Keeping The News Uncluttered With An Adblocker — Out Of Necessity.

I understand rather well that it is difficult for journalism to stay profitable on the internet.

Ads may seem like a natural solution — the more you "use" a website, the more revenue the publisher gains.

Yet it’s because of sites like The Daily Courier that I pretty much always use an adblocker, often in conjunction with "reader mode."

If you’ve never used an adblocker, you may not realize exactly how invasive and pervasive the advertisements have become. To illustrate, I took these screenshots of an article at the Daily Courier’s website — one with an adblocker, one without.

I think you will be able to tell which is which. (Click the image to embiggen.)

Site with adblocker on

without adblocker

I actually took a third screenshot after scrolling down the page a bit (revealing only four more lines of the article):

video ad

That, friends, is a freaking autoplaying video TV commercial that is embedded in the webpage.

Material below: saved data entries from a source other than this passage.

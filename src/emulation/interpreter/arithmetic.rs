//! Arithmetic handlers: `add`, `sub`, `mul`, `or`, `neg`.
//!
//! Integer operations wrap at the operand's own width. Both operands must have the same kind.

use crate::emulation::{interpreter::StepResult, EmValue, EmulationError, ExecutionContext};

/// Two-operand arithmetic opcodes
#[derive(Debug, Clone, Copy, PartialEq, Eq)]
pub(super) enum ArithmeticOp {
    Add,
    Sub,
    Mul,
    Or,
}

impl ArithmeticOp {
    fn mnemonic(self) -> &'static str {
        match self {
            ArithmeticOp::Add => "add",
            ArithmeticOp::Sub => "sub",
            ArithmeticOp::Mul => "mul",
            ArithmeticOp::Or => "or",
        }
    }

    fn apply(self, lhs: EmValue, rhs: EmValue) -> Result<EmValue, EmulationError> {
        let result = match (lhs, rhs) {
            (EmValue::I32(a), EmValue::I32(b)) => EmValue::I32(match self {
                ArithmeticOp::Add => a.wrapping_add(b),
                ArithmeticOp::Sub => a.wrapping_sub(b),
                ArithmeticOp::Mul => a.wrapping_mul(b),
                ArithmeticOp::Or => a | b,
            }),
            (EmValue::I64(a), EmValue::I64(b)) => EmValue::I64(match self {
                ArithmeticOp::Add => a.wrapping_add(b),
                ArithmeticOp::Sub => a.wrapping_sub(b),
                ArithmeticOp::Mul => a.wrapping_mul(b),
                ArithmeticOp::Or => a | b,
            }),
            (EmValue::F32(a), EmValue::F32(b)) if self != ArithmeticOp::Or => {
                EmValue::F32(match self {
                    ArithmeticOp::Add => a + b,
                    ArithmeticOp::Sub => a - b,
                    _ => a * b,
                })
            }
            (EmValue::F64(a), EmValue::F64(b)) if self != ArithmeticOp::Or => {
                EmValue::F64(match self {
                    ArithmeticOp::Add => a + b,
                    ArithmeticOp::Sub => a - b,
                    _ => a * b,
                })
            }
            (lhs, rhs) if lhs.same_kind(&rhs) => {
                return Err(EmulationError::TypeMismatch {
                    operation: self.mnemonic(),
                    expected: "I32 or I64",
                    found: lhs.type_name(),
                })
            }
            (lhs, rhs) => {
                return Err(EmulationError::TypeMismatch {
                    operation: self.mnemonic(),
                    expected: lhs.type_name(),
                    found: rhs.type_name(),
                })
            }
        };
        Ok(result)
    }
}

/// Pops `rhs` then `lhs`, pushes `lhs op rhs`
pub(super) fn binary(
    ctx: &mut ExecutionContext,
    op: ArithmeticOp,
) -> Result<StepResult, EmulationError> {
    let rhs = ctx.pop()?;
    let lhs = ctx.pop()?;
    ctx.push(op.apply(lhs, rhs)?);
    Ok(StepResult::Continue)
}

/// `neg`
pub(super) fn negate(ctx: &mut ExecutionContext) -> Result<StepResult, EmulationError> {
    let value = match ctx.pop()? {
        EmValue::I32(v) => EmValue::I32(v.wrapping_neg()),
        EmValue::I64(v) => EmValue::I64(v.wrapping_neg()),
        EmValue::F32(v) => EmValue::F32(-v),
        EmValue::F64(v) => EmValue::F64(-v),
        other @ EmValue::ArrayRef(_) => {
            return Err(EmulationError::TypeMismatch {
                operation: "neg",
                expected: "numeric",
                found: other.type_name(),
            })
        }
    };
    ctx.push(value);
    Ok(StepResult::Continue)
}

Two decades ago, there might be a banner ad at the top of a page, and one or two down a sidebar. Maybe one more somewhere in the middle or end of the article, although that seemed like a lot back then.

It’s clear from these screenshots that the advertisements take up far more screen real estate than the actual content on the page.

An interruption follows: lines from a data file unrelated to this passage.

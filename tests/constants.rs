//! ConfuserEx constants recovery integration tests.
//!
//! Every test builds a synthetic protection instance through the public API: a getter shaped
//! like the injected `<Module>::Get<T>(int)`, a member table, a constant blob and consumer
//! methods. The getter here dispatches with a `bne.un` chain where each decode block directly
//! follows its comparison.

use std::sync::Arc;

use cilprobe::{
    assembly::{opcodes, renumber_offsets, Immediate, Instruction, InstructionAssembler, Operand},
    deobfuscation::constants::{
        ConstantBlob, ConstantKeys, ConstantKind, ConstantsConfig, ConstantsDecryptor,
        ProtectionInstance, TagResolver,
    },
    metadata::{MemberTable, Method, Token, TypeSignature},
    Error,
};

const GETTER: Token = Token(0x0600_0002);
const GET_UTF8: Token = Token(0x0A00_0011);
const GET_EXECUTING_ASSEMBLY: Token = Token(0x0A00_0012);
const GET_CALLING_ASSEMBLY: Token = Token(0x0A00_0013);
const ASSEMBLY_EQUALITY: Token = Token(0x0A00_0014);
const TYPE_FROM_HANDLE: Token = Token(0x0A00_0015);
const CONCAT: Token = Token(0x0A00_0016);
const DATA: Token = Token(0x0400_0002);
const T: Token = Token(0x1B00_0002);

const GET_STRING: Token = Token(0x2B00_0011);
const GET_INT: Token = Token(0x2B00_0012);
const GET_DOUBLE: Token = Token(0x2B00_0013);
const GET_OBJECT: Token = Token(0x2B00_0014);

fn members() -> MemberTable {
    let mut table = MemberTable::new();
    table
        .add_member(GETTER, "<Module>::Get")
        .add_member(GET_UTF8, "System.Text.Encoding::get_UTF8")
        .add_member(
            GET_EXECUTING_ASSEMBLY,
            "System.Reflection.Assembly::GetExecutingAssembly",
        )
        .add_member(
            GET_CALLING_ASSEMBLY,
            "System.Reflection.Assembly::GetCallingAssembly",
        )
        .add_member(ASSEMBLY_EQUALITY, "System.Reflection.Assembly::op_Equality")
        .add_member(TYPE_FROM_HANDLE, "System.Type::GetTypeFromHandle")
        .add_member(CONCAT, "System.String::Concat")
        .add_method_spec(GET_STRING, GETTER, vec![TypeSignature::String])
        .add_method_spec(GET_INT, GETTER, vec![TypeSignature::I4])
        .add_method_spec(GET_DOUBLE, GETTER, vec![TypeSignature::R8])
        .add_method_spec(GET_OBJECT, GETTER, vec![TypeSignature::Object]);
    table
}

struct Getter {
    tags: [ConstantKind; 4],
    order: [ConstantKind; 3],
    keys: ConstantKeys,
    module_check: bool,
}

impl Getter {
    fn new(tags: [ConstantKind; 4], order: [ConstantKind; 3]) -> Self {
        Getter {
            tags,
            order,
            keys: ConstantKeys::new(0x3C6E_F35F, 0x1F12_3BB5),
            module_check: false,
        }
    }

    fn tag_of(&self, kind: ConstantKind) -> u32 {
        self.tags.iter().position(|k| *k == kind).unwrap() as u32
    }

    fn raw(&self, kind: ConstantKind, offset: usize) -> i32 {
        self.keys.encode(self.tag_of(kind), offset).unwrap()
    }

    fn build(&self) -> Method {
        let literal = |value: i32| {
            Instruction::new(opcodes::LDC_I4, Operand::Immediate(Immediate::Int32(value)))
        };
        let op = |opcode: u8| Instruction::new(opcode, Operand::None);

        let mut asm = InstructionAssembler::new();
        if self.module_check {
            asm.emit(Instruction::call(GET_EXECUTING_ASSEMBLY));
            asm.emit(Instruction::call(GET_CALLING_ASSEMBLY));
            asm.emit(Instruction::call(ASSEMBLY_EQUALITY));
            asm.emit(op(opcodes::POP));
        }
        asm.emit(Instruction::ldarg(0));
        asm.emit(literal(self.keys.key1));
        asm.emit(op(opcodes::MUL));
        asm.emit(literal(self.keys.key2));
        asm.emit(op(opcodes::XOR));
        asm.emit(Instruction::stloc(1));
        asm.emit(Instruction::ldloc(1));
        asm.emit(Instruction::ldc_i4(30));
        asm.emit(op(opcodes::SHR_UN));
        asm.emit(Instruction::stloc(0));

        for (idx, kind) in self.order.iter().enumerate() {
            let next = format!("next{idx}");
            asm.emit(Instruction::ldloc(0));
            asm.emit(Instruction::ldc_i4(self.tag_of(*kind) as i32));
            asm.emit_branch(opcodes::BNE_UN_S, &next);

            match kind {
                ConstantKind::Number => {
                    asm.emit(Instruction::ldc_i4(1));
                    asm.emit(Instruction::new(opcodes::NEWARR, Operand::Token(T)));
                    asm.emit(Instruction::stloc(2));
                    asm.emit(Instruction::ldloc(2));
                }
                ConstantKind::Object => {
                    asm.emit(Instruction::new(opcodes::LDTOKEN, Operand::Token(T)));
                    asm.emit(Instruction::call(TYPE_FROM_HANDLE));
                }
                ConstantKind::String => {
                    asm.emit(Instruction::call(GET_UTF8));
                    asm.emit(Instruction::new(opcodes::LDSFLD, Operand::Token(DATA)));
                    asm.emit(Instruction::ldloc(1));
                }
                ConstantKind::Default => unreachable!(),
            }
            asm.emit(op(opcodes::RET));
            asm.define_label(&next).unwrap();
        }

        asm.emit(Instruction::new(opcodes::LDLOCA_S, Operand::Local(1)));
        asm.emit(Instruction::prefixed(opcodes::FE_INITOBJ, Operand::Token(T)));
        asm.emit(Instruction::ldloc(1));
        asm.emit(op(opcodes::RET));

        Method::new(GETTER, "<Module>::Get", asm.finish().unwrap())
    }
}

struct Blob {
    data: Vec<u8>,
}

impl Blob {
    fn new() -> Self {
        // offset 0 stays unused so a zero literal never points at real data
        Blob { data: vec![0; 4] }
    }

    fn push(&mut self, bytes: &[u8]) -> usize {
        let offset = self.data.len();
        self.data.extend_from_slice(bytes);
        self.data.resize(self.data.len().next_multiple_of(4), 0);
        offset
    }

    fn string(&mut self, text: &str, rotated: bool) -> usize {
        let length = text.len() as u32;
        let prefix = if rotated { length.rotate_right(4) } else { length };
        let mut entry = prefix.to_le_bytes().to_vec();
        entry.extend_from_slice(text.as_bytes());
        self.push(&entry)
    }

    fn finish(self) -> ConstantBlob {
        ConstantBlob::new(self.data)
    }
}

fn consumer(token: u32, name: &str, sites: &[(i32, Token)]) -> Method {
    let mut body = Vec::new();
    for &(raw, spec) in sites {
        body.push(Instruction::ldc_i4(raw));
        body.push(Instruction::call(spec));
        body.push(Instruction::new(opcodes::POP, Operand::None));
    }
    body.push(Instruction::ret());

    let mut method = Method::new(Token(token), name, body);
    renumber_offsets(&mut method.instructions);
    method
}

fn ldstr_text(instr: &Instruction) -> Option<&str> {
    match &instr.operand {
        Operand::String(text) if instr.is_op(opcodes::LDSTR) => Some(text),
        _ => None,
    }
}

#[test]
fn tag_recovery_round_trip() {
    use ConstantKind::{Number, Object, String};

    let members = members();
    let orders = [
        [Number, Object, String],
        [String, Object, Number],
        [Object, Number, String],
        [String, Number, Object],
    ];

    for order in orders {
        let getter = Getter::new([Object, String, Number, ConstantKind::Default], order);
        let (mapping, keys) = TagResolver::new(&members).resolve(&getter.build()).unwrap();

        assert_eq!(mapping.kind(2), Number, "order {order:?}");
        assert_eq!(mapping.kind(0), Object, "order {order:?}");
        assert_eq!(mapping.kind(1), String, "order {order:?}");
        assert_eq!(mapping.kind(3), ConstantKind::Default, "order {order:?}");
        assert_eq!(keys, getter.keys);
    }
}

#[test]
fn tag_recovery_every_default_position() {
    use ConstantKind::{Number, Object, String};

    let members = members();
    for tags in [
        [ConstantKind::Default, Number, Object, String],
        [Number, ConstantKind::Default, String, Object],
        [String, Object, ConstantKind::Default, Number],
    ] {
        let getter = Getter::new(tags, [Number, Object, String]);
        let (mapping, _) = TagResolver::new(&members).resolve(&getter.build()).unwrap();

        for (tag, kind) in tags.iter().enumerate() {
            assert_eq!(mapping.kind(tag as u32), *kind);
        }
    }
}

#[test]
fn id_decode_worked_example() {
    let decoded = ConstantKeys::new(17, 0x5A).decode(9001);

    assert_eq!(decoded.id, (9001 * 17) ^ 0x5A);
    assert_eq!(decoded.id, 0x0002_55E3);
    assert_eq!(decoded.tag, 0);
    assert_eq!(decoded.offset, 0x0009_578C);
}

#[test]
fn module_check_shifts_key_positions() {
    use ConstantKind::{Number, Object, String};

    let members = members();
    let mut getter = Getter::new(
        [Number, ConstantKind::Default, String, Object],
        [String, Number, Object],
    );
    getter.module_check = true;
    let method = getter.build();

    assert_eq!(method.instructions[5].ldc_i4_value(), Some(getter.keys.key1));
    assert_eq!(method.instructions[7].ldc_i4_value(), Some(getter.keys.key2));

    let (mapping, keys) = TagResolver::new(&members).resolve(&method).unwrap();
    assert_eq!(keys, getter.keys);
    assert_eq!(mapping.tag_of(ConstantKind::Default), Some(1));
}

#[test]
fn getter_with_two_decode_blocks_is_malformed() {
    use ConstantKind::{Number, Object, String};

    let members = members();
    let mut method = Getter::new(
        [Object, String, Number, ConstantKind::Default],
        [Number, Object, String],
    )
    .build();

    // turn the String block's get_UTF8 call into something unrecognised
    for instr in &mut method.instructions {
        if instr.token_operand() == Some(GET_UTF8) {
            instr.operand = Operand::Token(CONCAT);
        }
    }

    let decryptor = ConstantsDecryptor::new(&members, ConstantsConfig::default());
    let mut consumers: Vec<Method> = Vec::new();
    let result = decryptor.process(&method, &mut consumers, &ConstantBlob::new(Vec::new()));
    assert!(matches!(result, Err(Error::MalformedGetter(_))));
}

#[test]
fn rotated_string_length() {
    use ConstantKind::{Number, Object, String};

    let members = members();
    let getter = Getter::new(
        [String, ConstantKind::Default, Object, Number],
        [Object, String, Number],
    );

    let mut blob = Blob::new();
    let plain = blob.string("plain", false);
    let rotated = blob.string("pre-rotated length", true);
    let blob = blob.finish();

    // the stored prefix does not fit the blob and must be rotated back
    assert!(blob.read_u32_le(rotated).unwrap() as usize > blob.len());
    assert_eq!(blob.read_string(rotated).unwrap(), "pre-rotated length");

    let mut consumers = vec![consumer(
        0x0600_0040,
        "Program::Greet",
        &[
            (getter.raw(String, plain), GET_STRING),
            (getter.raw(String, rotated), GET_STRING),
        ],
    )];

    let decryptor = ConstantsDecryptor::new(&members, ConstantsConfig::default());
    let report = decryptor
        .process(&getter.build(), &mut consumers, &blob)
        .unwrap();

    assert_eq!(report.strings, 2);
    let code = &consumers[0].instructions;
    assert_eq!(ldstr_text(&code[0]), Some("plain"));
    assert_eq!(ldstr_text(&code[2]), Some("pre-rotated length"));
}

#[test]
fn partial_failure_isolation() {
    use ConstantKind::{Number, Object, String};

    let members = members();
    let getter = Getter::new(
        [Object, String, Number, ConstantKind::Default],
        [String, Number, Object],
    );

    let mut blob = Blob::new();
    let greeting = blob.string("Hello", false);
    let answer = blob.push(&42i32.to_le_bytes());
    let ratio = blob.push(&0.75f64.to_le_bytes());
    let blob = blob.finish();

    let mut consumers = vec![
        consumer(
            0x0600_0050,
            "Program::Broken",
            &[(getter.raw(Object, 16), GET_OBJECT)],
        ),
        consumer(
            0x0600_0051,
            "Program::Fine",
            &[
                (getter.raw(String, greeting), GET_STRING),
                (getter.raw(Number, answer), GET_INT),
                (getter.raw(Number, ratio), GET_DOUBLE),
                (getter.raw(ConstantKind::Default, 0), GET_INT),
            ],
        ),
    ];
    let broken_before = consumers[0].clone();

    let decryptor = ConstantsDecryptor::new(&members, ConstantsConfig::default());
    let report = decryptor
        .process(&getter.build(), &mut consumers, &blob)
        .unwrap();

    assert_eq!(report.methods, 2);
    assert_eq!(report.failures.len(), 1);
    assert_eq!(report.failures[0].method, Token(0x0600_0050));
    assert_eq!(report.failures[0].method_name, "Program::Broken");
    assert_eq!(report.failures[0].offset, broken_before.instructions[1].offset);
    assert_eq!(consumers[0], broken_before);

    assert_eq!(report.rewritten(), 4);
    let code = &consumers[1].instructions;
    assert_eq!(code.len(), 9);
    assert_eq!(ldstr_text(&code[0]), Some("Hello"));
    assert_eq!(code[2].ldc_i4_value(), Some(42));
    assert_eq!(code[4].operand, Operand::Immediate(Immediate::Float64(0.75)));
    assert!(code[6].is_fe_op(opcodes::FE_INITOBJ));
    assert_eq!(code[6].operand, Operand::Type(TypeSignature::I4));

    let mut cursor = 0;
    for instr in code {
        assert_eq!(instr.offset, cursor);
        cursor += instr.size;
    }
}

#[test]
fn process_all_and_parallel_rewriting() {
    use ConstantKind::{Number, Object, String};

    let members = members();
    let getter = Getter::new(
        [Number, Object, ConstantKind::Default, String],
        [Object, Number, String],
    );

    let mut blob = Blob::new();
    let texts: Vec<usize> = (0..8)
        .map(|i| blob.string(&format!("text {}", i % 3), false))
        .collect();
    let blob = blob.finish();

    let consumers: Vec<Method> = texts
        .iter()
        .enumerate()
        .map(|(i, &offset)| {
            consumer(
                0x0600_0060 + i as u32,
                &format!("Program::M{i}"),
                &[(getter.raw(String, offset), GET_STRING)],
            )
        })
        .collect();

    let mut broken = getter.build();
    broken.instructions.retain(|instr| !instr.is_op(opcodes::NEWARR));

    let mut instances = vec![
        ProtectionInstance {
            getter: broken,
            consumers: consumers.clone(),
            blob: blob.clone(),
        },
        ProtectionInstance {
            getter: getter.build(),
            consumers,
            blob,
        },
    ];

    let config = ConstantsConfig::default().with_parallel(true);
    let decryptor = ConstantsDecryptor::new(&members, config);
    let results = decryptor.process_all(&mut instances);

    assert!(matches!(results[0], Err(Error::MalformedGetter(_))));
    let report = results[1].as_ref().unwrap();
    assert!(report.is_clean());
    assert_eq!(report.strings, 8);

    // identical texts share one allocation
    assert_eq!(decryptor.interner().len(), 3);
    let first = &instances[1].consumers[0].instructions[0].operand;
    let fourth = &instances[1].consumers[3].instructions[0].operand;
    match (first, fourth) {
        (Operand::String(a), Operand::String(b)) => assert!(Arc::ptr_eq(a, b)),
        other => panic!("expected ldstr operands, got {other:?}"),
    }
}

I know that putting articles behind a paywall means they are read less often — that trend even holds in academia. At the same time, literally covering the screen in advertisements will either turn away readers or (more likely) reduce their revenue as readers turn to adblockers like uBlock Origin.

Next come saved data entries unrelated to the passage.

use std::fmt;
use std::hash::{Hash, Hasher};

/// A metadata token referencing a row in one of the ECMA-335 metadata tables.
///
/// Tokens consist of a 32-bit value where:
/// - The high byte (bits 24-31) indicates the table
/// - The low 24 bits (bits 0-23) indicate the 1-based row within that table
///
/// Constant recovery only ever compares tokens and asks which table they live in, so this
/// type carries no resolution logic. Resolution is the job of a
/// [`crate::metadata::MemberResolver`].
#[derive(Clone, Copy, PartialEq, Eq, PartialOrd, Ord)]
pub struct Token(pub u32);

impl Token {
    /// Table id of `TypeRef`
    pub const TABLE_TYPE_REF: u8 = 0x01;
    /// Table id of `TypeDef`
    pub const TABLE_TYPE_DEF: u8 = 0x02;
    /// Table id of `Field`
    pub const TABLE_FIELD: u8 = 0x04;
    /// Table id of `MethodDef`
    pub const TABLE_METHOD_DEF: u8 = 0x06;
    /// Table id of `MemberRef`
    pub const TABLE_MEMBER_REF: u8 = 0x0A;
    /// Table id of `TypeSpec`
    pub const TABLE_TYPE_SPEC: u8 = 0x1B;
    /// Table id of `MethodSpec`
    pub const TABLE_METHOD_SPEC: u8 = 0x2B;

    /// Creates a new token from a raw 32-bit value
    #[must_use]
    pub const fn new(value: u32) -> Self {
        Token(value)
    }

    /// Creates a token from a table id and a row
    #[must_use]
    pub const fn from_parts(table: u8, row: u32) -> Self {
        Token(((table as u32) << 24) | (row & 0x00FF_FFFF))
    }

    /// Returns the raw token value
    #[must_use]
    pub fn value(&self) -> u32 {
        self.0
    }

    /// Extracts the table type from the token (high byte)
    #[must_use]
    pub fn table(&self) -> u8 {
        (self.0 >> 24) as u8
    }

    /// Extracts the row index from the token (low 24 bits)
    #[must_use]
    pub fn row(&self) -> u32 {
        self.0 & 0x00FF_FFFF
    }

    /// Returns true if this is a null token (value 0)
    #[must_use]
    pub fn is_null(&self) -> bool {
        self.0 == 0
    }

    /// Returns true if the token points into the `MethodDef` table
    #[must_use]
    pub fn is_method_def(&self) -> bool {
        self.table() == Self::TABLE_METHOD_DEF
    }

    /// Returns true if the token points into the `MethodSpec` table
    #[must_use]
    pub fn is_method_spec(&self) -> bool {
        self.table() == Self::TABLE_METHOD_SPEC
    }

    /// Returns true if the token can be used as a `TypeDefOrRef` coded operand
    #[must_use]
    pub fn is_type_def_or_ref(&self) -> bool {
        matches!(
            self.table(),
            Self::TABLE_TYPE_REF | Self::TABLE_TYPE_DEF | Self::TABLE_TYPE_SPEC
        )
    }
}

impl From<u32> for Token {
    fn from(value: u32) -> Self {
        Token(value)
    }
}

impl From<Token> for u32 {
    fn from(token: Token) -> Self {
        token.0
    }
}

impl fmt::Debug for Token {
    fn fmt(&self, f: &mut fmt::Formatter<'_>) -> fmt::Result {
        write!(
            f,
            "Token(0x{:08x}, table: 0x{:02x}, row: {})",
            self.0,
            self.table(),
            self.row()
        )
    }
}

impl fmt::Display for Token {
    fn fmt(&self, f: &mut fmt::Formatter<'_>) -> fmt::Result {
        write!(f, "0x{:08x}", self.0)
    }
}

impl Hash for Token {
    fn hash<H: Hasher>(&self, state: &mut H) {
        self.0.hash(state);
    }
}

#[cfg(test)]
mod tests {
    use super::*;

    #[test]
    fn test_token_parts() {
        let token = Token::from_parts(Token::TABLE_METHOD_SPEC, 7);
        assert_eq!(token.value(), 0x2B000007);
        assert_eq!(token.table(), 0x2B);
        assert_eq!(token.row(), 7);
        assert!(token.is_method_spec());
        assert!(!token.is_method_def());
    }

    #[test]
    fn test_token_row_is_masked() {
        let token = Token::from_parts(Token::TABLE_METHOD_DEF, 0x0100_0002);
        assert_eq!(token.row(), 2);
        assert!(token.is_method_def());
    }

    #[test]
    fn test_token_type_def_or_ref() {
        assert!(Token(0x01000003).is_type_def_or_ref());
        assert!(Token(0x02000001).is_type_def_or_ref());
        assert!(Token(0x1B000010).is_type_def_or_ref());
        assert!(!Token(0x06000001).is_type_def_or_ref());
    }

    #[test]
    fn test_token_is_null() {
        assert!(Token(0).is_null());
        assert!(!Token(0x06000001).is_null());
    }

    #[test]
    fn test_token_formatting() {
        let token = Token(0x06000001);
        assert_eq!(format!("{}", token), "0x06000001");

        let debug_str = format!("{:?}", token);
        assert!(debug_str.contains("Token(0x06000001"));
        assert!(debug_str.contains("table: 0x06"));
        assert!(debug_str.contains("row: 1"));
    }

    #[test]
    fn test_token_conversion() {
        let token: Token = 0x0A000004u32.into();
        assert_eq!(token.table(), Token::TABLE_MEMBER_REF);

        let raw: u32 = token.into();
        assert_eq!(raw, 0x0A000004);
    }
}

Additionally, ads often mean tracking, which can have adverse effects on user’s privacy… and for the site employing the advertising, as the US healthcare industry has recently realized.

There was a time when reporting the news was not seen so much as a profit-making endeavor, but as a civic responsibility.

Ultimately, it will take a societal return to that mindset to actually solve this problem.

Until then, try an adblocker and see how your experience of the internet changes.